The lines from the start of the records below through the line containing "form with Householder" are to be copied exactly, both ends included, with nothing added.

++++ INFORMATION ++++

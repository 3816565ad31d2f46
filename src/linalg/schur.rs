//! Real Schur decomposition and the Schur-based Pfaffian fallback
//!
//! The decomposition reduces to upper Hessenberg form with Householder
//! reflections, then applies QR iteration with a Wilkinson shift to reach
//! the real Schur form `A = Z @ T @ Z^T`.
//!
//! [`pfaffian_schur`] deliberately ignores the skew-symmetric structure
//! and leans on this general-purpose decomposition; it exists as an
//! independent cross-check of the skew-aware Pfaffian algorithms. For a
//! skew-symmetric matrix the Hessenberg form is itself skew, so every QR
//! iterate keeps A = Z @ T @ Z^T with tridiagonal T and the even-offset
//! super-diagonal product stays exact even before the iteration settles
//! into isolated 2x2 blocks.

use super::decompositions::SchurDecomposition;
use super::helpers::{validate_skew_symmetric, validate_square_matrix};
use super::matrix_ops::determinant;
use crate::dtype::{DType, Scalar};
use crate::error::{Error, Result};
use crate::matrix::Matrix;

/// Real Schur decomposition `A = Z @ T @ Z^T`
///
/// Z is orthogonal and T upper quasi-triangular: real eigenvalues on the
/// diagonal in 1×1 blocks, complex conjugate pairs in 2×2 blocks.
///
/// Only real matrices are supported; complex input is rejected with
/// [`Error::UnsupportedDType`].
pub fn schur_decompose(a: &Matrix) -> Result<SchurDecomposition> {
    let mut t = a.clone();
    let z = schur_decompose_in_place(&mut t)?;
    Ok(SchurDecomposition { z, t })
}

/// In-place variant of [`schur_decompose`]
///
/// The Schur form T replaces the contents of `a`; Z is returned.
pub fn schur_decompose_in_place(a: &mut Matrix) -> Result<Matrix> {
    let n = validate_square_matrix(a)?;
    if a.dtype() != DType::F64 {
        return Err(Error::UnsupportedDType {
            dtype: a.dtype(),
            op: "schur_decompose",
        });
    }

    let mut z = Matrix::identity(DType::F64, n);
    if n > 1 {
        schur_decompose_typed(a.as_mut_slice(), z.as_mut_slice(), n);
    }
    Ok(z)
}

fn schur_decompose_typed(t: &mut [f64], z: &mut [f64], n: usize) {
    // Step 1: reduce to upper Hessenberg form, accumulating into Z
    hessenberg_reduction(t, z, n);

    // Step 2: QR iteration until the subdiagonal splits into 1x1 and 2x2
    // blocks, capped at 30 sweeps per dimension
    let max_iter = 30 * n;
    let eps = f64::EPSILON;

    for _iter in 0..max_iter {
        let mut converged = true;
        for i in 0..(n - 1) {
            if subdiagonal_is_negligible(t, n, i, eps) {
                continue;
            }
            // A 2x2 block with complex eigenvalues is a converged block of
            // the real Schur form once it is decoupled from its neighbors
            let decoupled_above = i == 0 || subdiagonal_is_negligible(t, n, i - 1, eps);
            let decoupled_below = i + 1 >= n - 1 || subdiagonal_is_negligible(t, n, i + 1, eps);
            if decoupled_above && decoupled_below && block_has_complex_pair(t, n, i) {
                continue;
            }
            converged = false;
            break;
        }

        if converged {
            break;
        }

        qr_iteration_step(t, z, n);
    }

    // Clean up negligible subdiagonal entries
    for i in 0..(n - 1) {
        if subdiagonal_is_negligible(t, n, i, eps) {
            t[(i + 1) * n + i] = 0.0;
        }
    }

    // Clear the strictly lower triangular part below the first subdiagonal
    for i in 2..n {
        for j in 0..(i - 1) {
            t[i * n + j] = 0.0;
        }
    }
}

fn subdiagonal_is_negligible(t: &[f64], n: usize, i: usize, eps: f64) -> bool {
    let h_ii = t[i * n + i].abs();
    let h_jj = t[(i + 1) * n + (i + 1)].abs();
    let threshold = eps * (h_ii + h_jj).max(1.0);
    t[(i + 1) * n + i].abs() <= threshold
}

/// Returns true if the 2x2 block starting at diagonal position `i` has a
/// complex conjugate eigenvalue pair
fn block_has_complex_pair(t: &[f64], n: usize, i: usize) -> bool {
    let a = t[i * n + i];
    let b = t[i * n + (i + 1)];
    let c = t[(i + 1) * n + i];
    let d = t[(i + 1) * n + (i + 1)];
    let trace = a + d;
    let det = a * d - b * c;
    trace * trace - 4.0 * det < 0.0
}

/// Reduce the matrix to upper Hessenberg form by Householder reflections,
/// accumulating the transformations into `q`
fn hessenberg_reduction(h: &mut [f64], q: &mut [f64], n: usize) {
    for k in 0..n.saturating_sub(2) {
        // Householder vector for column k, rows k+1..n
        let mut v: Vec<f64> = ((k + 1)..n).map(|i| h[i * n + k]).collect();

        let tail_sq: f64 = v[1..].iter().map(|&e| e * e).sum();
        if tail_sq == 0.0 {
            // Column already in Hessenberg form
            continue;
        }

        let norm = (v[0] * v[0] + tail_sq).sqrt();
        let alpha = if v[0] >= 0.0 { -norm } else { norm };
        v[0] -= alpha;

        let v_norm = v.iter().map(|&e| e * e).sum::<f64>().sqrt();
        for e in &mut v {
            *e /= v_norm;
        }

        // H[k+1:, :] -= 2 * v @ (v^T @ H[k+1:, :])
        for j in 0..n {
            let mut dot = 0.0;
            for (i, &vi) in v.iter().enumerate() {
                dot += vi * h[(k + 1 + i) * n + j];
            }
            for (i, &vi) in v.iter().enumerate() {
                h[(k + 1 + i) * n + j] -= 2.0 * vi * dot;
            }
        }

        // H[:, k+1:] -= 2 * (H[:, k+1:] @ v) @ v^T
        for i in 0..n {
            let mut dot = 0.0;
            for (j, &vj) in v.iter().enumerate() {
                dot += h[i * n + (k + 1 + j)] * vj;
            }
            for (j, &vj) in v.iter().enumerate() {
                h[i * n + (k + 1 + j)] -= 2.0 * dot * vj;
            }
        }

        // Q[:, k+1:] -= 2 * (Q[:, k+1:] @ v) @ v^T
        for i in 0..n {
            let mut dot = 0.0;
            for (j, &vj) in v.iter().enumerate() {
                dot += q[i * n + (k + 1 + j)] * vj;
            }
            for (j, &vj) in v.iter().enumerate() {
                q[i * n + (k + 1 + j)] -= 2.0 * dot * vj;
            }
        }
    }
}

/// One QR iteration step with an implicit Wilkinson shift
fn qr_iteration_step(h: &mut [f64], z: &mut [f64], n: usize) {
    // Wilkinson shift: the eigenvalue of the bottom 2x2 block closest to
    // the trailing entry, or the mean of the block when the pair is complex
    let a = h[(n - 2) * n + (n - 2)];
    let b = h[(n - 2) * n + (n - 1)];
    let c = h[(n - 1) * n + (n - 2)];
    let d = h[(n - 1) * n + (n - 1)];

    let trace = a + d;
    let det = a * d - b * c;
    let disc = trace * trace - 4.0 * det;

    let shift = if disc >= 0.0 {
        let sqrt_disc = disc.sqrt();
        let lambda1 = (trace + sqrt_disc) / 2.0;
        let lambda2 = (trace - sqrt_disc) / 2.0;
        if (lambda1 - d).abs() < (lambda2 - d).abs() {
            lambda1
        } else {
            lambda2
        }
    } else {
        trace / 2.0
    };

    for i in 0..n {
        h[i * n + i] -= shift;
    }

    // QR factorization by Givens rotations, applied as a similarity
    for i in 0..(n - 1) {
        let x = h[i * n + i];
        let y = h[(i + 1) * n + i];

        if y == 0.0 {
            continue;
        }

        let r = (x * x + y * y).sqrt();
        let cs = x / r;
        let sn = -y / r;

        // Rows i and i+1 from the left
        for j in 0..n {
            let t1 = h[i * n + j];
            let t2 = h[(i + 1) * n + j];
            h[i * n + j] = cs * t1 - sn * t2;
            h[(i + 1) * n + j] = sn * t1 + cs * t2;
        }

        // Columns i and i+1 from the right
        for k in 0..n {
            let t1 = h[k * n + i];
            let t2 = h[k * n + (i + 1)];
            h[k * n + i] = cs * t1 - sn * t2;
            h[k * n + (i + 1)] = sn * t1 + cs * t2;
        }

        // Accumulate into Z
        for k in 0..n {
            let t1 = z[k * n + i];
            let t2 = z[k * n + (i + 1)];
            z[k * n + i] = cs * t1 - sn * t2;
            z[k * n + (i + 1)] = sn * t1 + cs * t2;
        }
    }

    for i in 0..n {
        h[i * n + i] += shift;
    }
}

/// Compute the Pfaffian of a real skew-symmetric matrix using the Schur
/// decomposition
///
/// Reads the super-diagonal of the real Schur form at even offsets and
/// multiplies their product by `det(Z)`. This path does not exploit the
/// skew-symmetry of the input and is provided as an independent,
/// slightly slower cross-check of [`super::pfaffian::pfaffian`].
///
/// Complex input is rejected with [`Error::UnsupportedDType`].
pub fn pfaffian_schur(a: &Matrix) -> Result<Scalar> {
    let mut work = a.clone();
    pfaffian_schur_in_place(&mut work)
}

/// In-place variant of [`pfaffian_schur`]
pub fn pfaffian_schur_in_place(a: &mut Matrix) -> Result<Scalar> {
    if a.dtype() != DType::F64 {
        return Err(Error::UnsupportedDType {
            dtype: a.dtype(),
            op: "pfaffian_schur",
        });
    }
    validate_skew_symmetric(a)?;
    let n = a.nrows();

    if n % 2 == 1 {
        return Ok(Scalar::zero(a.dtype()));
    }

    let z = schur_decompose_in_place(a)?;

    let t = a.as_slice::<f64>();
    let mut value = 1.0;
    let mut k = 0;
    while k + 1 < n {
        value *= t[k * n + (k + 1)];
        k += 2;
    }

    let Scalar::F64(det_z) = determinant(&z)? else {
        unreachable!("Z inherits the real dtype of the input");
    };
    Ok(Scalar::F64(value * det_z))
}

++++

> [RESULT OF THE EXERCISE]:
repository 3816565ad31d2f46
filename src/linalg/schur.rs
//! Real Schur decomposition and the Schur-based Pfaffian fallback
//!
//! The decomposition reduces to upper Hessenberg form with Householder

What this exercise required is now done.